— Я буду спать на полу — решительно заявила Эсме. — У меня не такие нежные кости, как у вас.
Он улыбнулся:
— Возможно, но они у тебя не в такой мягкой оболочке.
— Они моложе и более гибкие, чем ваши, — слабея, сказала она.
— Считаешь меня дряхлым?
Эсме возмущенно пробежала взглядом по его прекрасно сложенному телу.
— Я не это имела в виду. Если вы взрослый и сильный, это еще не значит, что вы терпеливее меня. Я спокойно просплю всю ночь, а вы полночи не заснете из-за холода и неудобства. Советую насладиться мягкой постелью, пока можно.
— Но я твердо решил, что наслаждаться будешь ты. Я настроен быть кавалером. — Широкая улыбка стала насмешливой. — Объявим войну, чья воля сильнее, мадам? Кто упрямее?
— Я не…
Дальнейшее потонуло в ругательствах, потому что сильные руки схватили ее и опрокинули на кровать. Она сразу же вскочила, но пальцы вцепились ей в плечи. Она инстинктивно отшатнулась от твердой колонны его тела и ощутила под коленями край кровати.
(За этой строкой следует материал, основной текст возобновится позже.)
//! Game-logic functions.
//!
//! Every function takes the state it mutates plus whatever context it needs
//! (held keys, playfield bounds, an RNG handle) as explicit parameters.
//! Randomness only ever comes through the injected RNG.

use rand::Rng;

use crate::config::GameConfig;
use crate::entities::{
    Enemy, EnemyKind, GameState, GameStatus, Player, Projectile, Rect, ENEMY_LIVES,
    MUZZLE_OFFSET_X, MUZZLE_OFFSET_Y,
};
use crate::input::{HeldKeys, Key};

// ── Variant tables ───────────────────────────────────────────────────────────

/// Base sprite dimensions the variant is scaled from.
fn sprite_size(kind: EnemyKind) -> (f64, f64) {
    match kind {
        EnemyKind::Angler1 => (228.0, 169.0),
    }
}

fn sprite_scale(kind: EnemyKind) -> f64 {
    match kind {
        EnemyKind::Angler1 => 0.2,
    }
}

/// Fraction of the playfield height the variant may occupy.
fn vertical_band(kind: EnemyKind) -> f64 {
    match kind {
        EnemyKind::Angler1 => 0.9,
    }
}

/// The variant the spawn timer produces.
fn next_enemy_kind() -> EnemyKind {
    EnemyKind::Angler1
}

// ── Constructors ─────────────────────────────────────────────────────────────

/// Build the initial game state.
pub fn init_state(config: &GameConfig) -> GameState {
    GameState::new(config)
}

/// Create an enemy of `kind` at the right edge of the playfield.
pub fn spawn_enemy(
    kind: EnemyKind,
    playfield_width: f64,
    playfield_height: f64,
    rng: &mut impl Rng,
) -> Enemy {
    let (base_w, base_h) = sprite_size(kind);
    let scale = sprite_scale(kind);
    let (width, height) = (base_w * scale, base_h * scale);

    let speed_x = -(rng.gen::<f64>() * 1.5 + 0.5);
    // Playfields shorter than the sprite pin it to the top edge.
    let band = (playfield_height * vertical_band(kind) - height).max(0.0);
    let y = rng.gen::<f64>() * band;

    Enemy {
        kind,
        x: playfield_width,
        y,
        width,
        height,
        speed_x,
        lives: ENEMY_LIVES,
        score: ENEMY_LIVES as u32,
        marked_for_deletion: false,
    }
}

// ── Input-driven actions ─────────────────────────────────────────────────────

/// Fire one projectile from the player's muzzle if any ammo is left.
/// An empty magazine is a silent no-op.
pub fn player_shoot(state: &mut GameState) {
    if state.ammo == 0 {
        return;
    }
    let player = &mut state.player;
    player.projectiles.push(Projectile::new(
        player.x + MUZZLE_OFFSET_X,
        player.y + MUZZLE_OFFSET_Y,
    ));
    state.ammo -= 1;
}

// ── Entity updates ───────────────────────────────────────────────────────────

pub fn update_projectile(projectile: &mut Projectile, playfield_width: f64) {
    projectile.x += projectile.speed;
    if projectile.x > playfield_width * 0.8 {
        projectile.marked_for_deletion = true;
    }
}

/// Steer from the held keys (up wins over down), move, then advance and
/// prune the player's projectiles.
pub fn update_player(player: &mut Player, keys: &HeldKeys, playfield_width: f64) {
    player.speed_y = if keys.contains(Key::ArrowUp) {
        -player.max_speed
    } else if keys.contains(Key::ArrowDown) {
        player.max_speed
    } else {
        0.0
    };
    player.y += player.speed_y;

    for projectile in &mut player.projectiles {
        update_projectile(projectile, playfield_width);
    }
    prune_projectiles(&mut player.projectiles);
}

pub fn update_enemy(enemy: &mut Enemy) {
    enemy.x += enemy.speed_x;
    if enemy.x + enemy.width < 0.0 {
        enemy.marked_for_deletion = true;
    }
}

// ── Collision & compaction ───────────────────────────────────────────────────

/// Axis-aligned overlap test used for player↔enemy and projectile↔enemy.
pub fn check_collision(a: &Rect, b: &Rect) -> bool {
    a.intersects(b)
}

pub fn prune_projectiles(projectiles: &mut Vec<Projectile>) {
    projectiles.retain(|p| !p.marked_for_deletion);
}

pub fn prune_enemies(enemies: &mut Vec<Enemy>) {
    enemies.retain(|e| !e.marked_for_deletion);
}

/// Resolve every collision involving `enemy` for this frame.
/// Returns the points earned if this hit destroyed it.
fn resolve_enemy_collisions(enemy: &mut Enemy, player: &mut Player) -> Option<u32> {
    // Ramming destroys the enemy; the player takes no damage.
    if check_collision(&player.bounds(), &enemy.bounds()) {
        enemy.marked_for_deletion = true;
    }

    let mut destroyed = false;
    for projectile in &mut player.projectiles {
        if !check_collision(&projectile.bounds(), &enemy.bounds()) {
            continue;
        }
        let was_alive = enemy.lives > 0;
        enemy.lives -= 1;
        projectile.marked_for_deletion = true;
        if enemy.lives <= 0 {
            enemy.marked_for_deletion = true;
            if was_alive {
                destroyed = true;
            }
        }
    }

    destroyed.then_some(enemy.score)
}

// ── Per-frame update ─────────────────────────────────────────────────────────

/// Advance the session by `delta` milliseconds.
///
/// Movement and collisions keep running after the session is over; only the
/// clock, scoring and spawning stop.
pub fn update(state: &mut GameState, delta: f64, keys: &HeldKeys, rng: &mut impl Rng) {
    // ── 1. Session clock ─────────────────────────────────────────────────────
    if state.status == GameStatus::Running {
        state.game_time += delta;
        if state.game_time > state.time_limit {
            state.status = GameStatus::Over;
            tracing::info!(
                game_time = state.game_time,
                score = state.score,
                "time limit reached"
            );
        }
    }

    // ── 2. Player ────────────────────────────────────────────────────────────
    update_player(&mut state.player, keys, state.width);

    // ── 3. Ammo regeneration ─────────────────────────────────────────────────
    state.ammo_timer += delta;
    if state.ammo_timer > state.ammo_interval {
        if state.ammo < state.max_ammo {
            state.ammo += 1;
        }
        // Overshoot within the frame is dropped, not carried.
        state.ammo_timer = 0.0;
    }

    // ── 4. Enemies & collisions ──────────────────────────────────────────────
    for enemy in &mut state.enemies {
        update_enemy(enemy);
        let Some(points) = resolve_enemy_collisions(enemy, &mut state.player) else {
            continue;
        };
        tracing::debug!(kind = ?enemy.kind, points, "enemy destroyed");
        if state.status == GameStatus::Running {
            state.score += points;
            if state.score > state.winning_score {
                state.status = GameStatus::Over;
                tracing::info!(score = state.score, "winning score reached");
            }
        }
    }

    // ── 5. Compaction ────────────────────────────────────────────────────────
    prune_enemies(&mut state.enemies);
    prune_projectiles(&mut state.player.projectiles);

    // ── 6. Spawning ──────────────────────────────────────────────────────────
    if state.status == GameStatus::Running {
        state.enemy_timer += delta;
        if state.enemy_timer > state.enemy_interval {
            add_enemy(state, rng);
            state.enemy_timer = 0.0;
        }
    }
}

pub fn add_enemy(state: &mut GameState, rng: &mut impl Rng) {
    let kind = next_enemy_kind();
    let enemy = spawn_enemy(kind, state.width, state.height, rng);
    tracing::debug!(kind = ?enemy.kind, y = enemy.y, speed_x = enemy.speed_x, "enemy spawned");
    state.enemies.push(enemy);
}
— Не думайте, что со мной так легко справиться, эфенди, — объявила она. — Если вы меня не выпустите и не уберетесь с дороги, то почувствуете вес моего башмака на вашей благородной ноге.
Но вызывающие слова не оказали никакого действия на сильные руки. Да и продолжать говорить ей вряд ли удалось бы, когда попка шлепнулась на койку. Она не успела вскочить, как он схватил ее за ногу, Эсме шарахнулась, и, пока старалась удержать равновесие, он стянул с нее один башмак, потом второй.
— А теперь наступай на ногу сколько хочешь, — сказал он, все еще держа ее за лодыжку, — носки ты мне уже не порвешь, дикая кошка.
— Шелковые, — фыркнула она, хотя длинные пальцы, вцепившиеся ей в ногу, приводили в смущение. — Только наложницы носят шелковые носки.
Он изучил толстые чулки на ее ноге.
— Уверяю тебя, это приятнее, чем колючая шерсть. Если бы ты была хорошей девочкой, я прислал бы тебе в приданое шелковые носки из Италии. А чулки у тебя все еще мокрые. Это вредно для здоровья.
Она попыталась вырваться, но он сорвал с нее оба чулка так же проворно, как ботинки. С бьющимся сердцем Эсме подумала, что у него большой опыт по раздеванию женщин. Какого черта он ее не отпускает? Уставился на ногу так, как будто никогда ничего подобного не видел.
Она покраснела от смущения. Ноги были не очень грязные, но и не чистые. И пахли далеко не так приятно, как его свежевымытая голова. При свете свечи и печки его черные волосы блестели, как агатовый бисер.
— Какая крошечная ножка, — удивился он. — Косточки маленькие, ровные, как у птички. — Он погладил стопу, и жар прокатился по ее ноге до колена, вызывая дрожь во всем теле.